Memori di quanto da lui fatto poco tempo prima e della sua ormai acclarata pericolosità, i Governi decidono di rapire Visione. La moglie Scarlet inizia dunque a cercarlo disperatamente, mentre i due figli che intanto hanno avuto, sorvegliati da diverse tate, iniziano a sparire e riapparire misteriosamente. Wanda Maximoff ritroverà il marito, ma purtroppo solo dopo che in una base segreta era stato smantellato e completamente disassemblato. Una volta riappropriatosi dei vari componenti, il dott. Hank Pym tenta di rimettere insieme il sintezoide e ci riesce, scoprendo però che purtroppo la sua “coscienza” era stata cancellata. Nessuna più traccia, quindi, delle sue emozioni e del suo amore profondo e così combattivo per la moglie: un cambiamento radicale che si ritrova anche nel costume, che da verde e giallo diventa completamente bianco.

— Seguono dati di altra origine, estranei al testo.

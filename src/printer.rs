use crossterm::style::{Color as TermColor, SetBackgroundColor};

use crate::facelet::{Color, FaceCube};

fn to_term_color(color: Color) -> TermColor {
    match color {
        Color::U => TermColor::White,
        Color::R => TermColor::Red,
        Color::F => TermColor::Green,
        Color::D => TermColor::Yellow,
        Color::L => TermColor::Magenta,
        Color::B => TermColor::Blue,
    }
}

fn row(face: &[Color], r: usize) -> String {
    let mut s = String::new();
    for c in 0..3 {
        s.push_str(&format!("{}  ", SetBackgroundColor(to_term_color(face[3 * r + c]))));
    }
    s.push_str(&format!("{}", SetBackgroundColor(TermColor::Reset)));
    s
}

/// Print a facelet cube as a colored net:
///
/// ```text
///        U
///    Lic Fic R B
///        D
/// ```
pub fn print_facelet(facelet: &FaceCube) -> Result<(), std::io::Error> {
    let f = &facelet.f;
    let pad = "      ";
    println!();
    for r in 0..3 {
        println!("{}{}", pad, row(&f[0..9], r)); // U
    }
    for r in 0..3 {
        println!(
            "{}{}{}{}",
            row(&f[36..45], r), // L
            row(&f[18..27], r), // F
            row(&f[9..18], r),  // R
            row(&f[45..54], r), // B
        );
    }
    for r in 0..3 {
        println!("{}{}", pad, row(&f[27..36], r)); // D
    }
    println!();
    Ok(())
}

#[cfg(test)]
mod tests {
    use super::*;
    use crate::cubie::CubieCube;
    use crate::moves::parse_moves;

    #[test]
    fn test_printer() {
        let cc = CubieCube::default().apply_moves(&parse_moves("R U R' U'").unwrap());
        let fc = FaceCube::from(&cc);
        let _ = print_facelet(&fc);
    }
}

Come se non bastasse, la povera Scarlet scopre cosa si celava dietro le sparizioni dei suoi due bambini piccoli: essendo Visione un sintezoide, non era ovviamente possibile che l’avesse ingravidata. La sua gravidanza si rivelò allora una gravidanza isterica, e i figli nati solo proiezioni del suo inconscio fatte carne grazie ai suoi poteri magici e allo zampino del demonio Pandemonium che quindi scompaiono nel nulla una volta svelato l’inganno.
Appare chiaro come il nucleo della storia di WandaVision venga proprio da qui.
Mentre invece la bellissima mini Vision, di Tom King, è servita solo come suggestione, per le bellissime cover di Mike Del Mundo che ricreavano la provincia americana declinata secondo la natura sintezoide. Ed è stato sempre Mike Del Mundo, sulle pagine di Avengers, vol. 7, #3 del 2017, a suggerire il duello psicologico tra Visioni tramite il paradosso della Nave di Teseo.
WandaVision, per finire, doveva essere l’anello di congiunzione con Doctor Strange In The Multiverse of Madness di Sam Raimi: e così è stato, proprio negli ultimi secondi dell’ultima scena post credit dell’ultimo episodio di WandaVision.
Ma questa, come si dice, è un’altra storia che racconteremo al prossimo appuntamento.